I have a wysiwyg text area in a Java webapp. Users can input text and style it or paste some already HTML-formatted text.

What I am trying to do is to linkify the text. This means, converting all possible URLs within text, to their "working counterpart", i.e. adding < a href="...">...< /a>.

This solution works when all I have is plain text:

String r = "http(s)?://([\\w+?\\.\\w+])+([a-zA-Z0-9\\~\\!\\@\\#\\$\\%\\^\\&amp;\\*\\(\\)_\\-\\=\\+\\\\\\/\\?\\.\\:\\;\\'\\,]*)?";
Pattern pattern = Pattern.compile(r, Pattern.DOTALL | Pattern.UNIX_LINES | Pattern.CASE_INSENSITIVE);
Matcher matcher = pattern.matcher(comment);
comment = matcher.replaceAll("<a href=\"$0\">$0</a>"); // group 0 is the whole expression

But the problem is when there is some already formatted text, i.e. that it already has the < a href="...">...< /a> tags.

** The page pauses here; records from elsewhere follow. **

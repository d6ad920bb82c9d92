//! PROV provenance graphs held in memory and encoded as PROV-JSON.
//!
//! The `provgraph` crate models provenance records (entities, activities,
//! agents and the relations between them) grouped into bundles with nested
//! accounts, resolves the namespaces they use into a conflict-free prefix
//! table, and encodes the whole document as PROV-JSON.
//!
//! # Entry Point
//!
//! ```
//! use provgraph::{Document, Namespace};
//!
//! let ex = Namespace::new("ex", "http://example.org/");
//! let mut doc = Document::new();
//! let e = doc.add_entity(None)?;
//! let a = doc.add_activity(Some(ex.name("compile")), None, None)?;
//! doc.add_generation(e, a, None)?;
//!
//! let json = doc.to_prov_json()?;
//! assert_eq!(json["wasGeneratedBy"]["_:RLAT0"]["prov:entity"], "_:ELEM0");
//! assert_eq!(json["prefix"]["ex"], "http://example.org/");
//! # Ok::<(), provgraph::ProvError>(())
//! ```
//!
//! # Nested accounts
//!
//! ```
//! let mut doc = provgraph::Document::new();
//! let account = doc.add_sub_graph("acc1", "alice")?;
//! account.add_entity(None)?;
//!
//! let json = doc.to_prov_json()?;
//! assert_eq!(json["account"]["acc1"]["asserter"], "alice");
//! assert!(json.get("entity").is_none());
//! # Ok::<(), provgraph::ProvError>(())
//! ```

#![deny(
    clippy::unwrap_used,
    clippy::expect_used,
    clippy::panic,
    missing_docs,
    clippy::missing_errors_doc
)]

pub mod bundle;
pub mod document;
pub mod error;
pub mod identifier;
pub mod namespaces;
pub mod record;
pub mod resolver;
pub mod serializer;
pub mod value;

pub use bundle::Bundle;
pub use document::Document;
pub use error::{ProvError, Result};
pub use identifier::{IntoIdentifier, Namespace, QualifiedName};
pub use record::{FieldValue, Record, RecordBody, RecordKey, RecordKind, TypedField};
pub use resolver::{build_prefix_table, PrefixTable, DEFAULT_PREFIX};
pub use value::{AttributeKey, AttributeValue, Attributes, Literal, LiteralValue, Timestamp};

So I am looking for some way for the pattern not to match whenever it finds the text between two HTML tags (< a>). I have read this can be achieved with lookahead or lookbehind but I still can't make it work. I am sure I am doing it wrong because the regex still matches. And yes, I have been playing around/ debugging groups, changing $0 to $1 etc.

Any ideas?

A: 

Perhaps html parsing will be more appropriate for you (htmlparser for example). Then you could have html nodes and only "linkify" links in the text and not in the attributes.

kgiannakakis
A: 

If you have to roll your own, at least look at the algorithms/patterns used in an Open Source implementation of Markdown, e.g., MarkdownJ.

Hank Gay
+1  A: 

If you want to use regex, (though I think parsing to XML/HTML first is more robust) I think look-ahead or -behind makes sense. A first stab might be to add this at the end of your regex:

(?!</a>)

Meaning: don't match if there's a closing a tag just afterwards. (This could be tweaked forever, of course.) This doesn't work well, though, because given the string

<a href="...">http://example.com/&lt;/a&gt;

This regex will try to match "http://example.com/", fail due to the lookahead (as we hope), and then backtrack the greedy qualifier to have on the end and match "http://example.com" instead, which doesn't have a after it.

You can fix the latter problem by using a possessive qualifier on your +, * and ? operators - just stick a + after them. This prevents them from back-tracking. This is probably good for performance reasons, as well.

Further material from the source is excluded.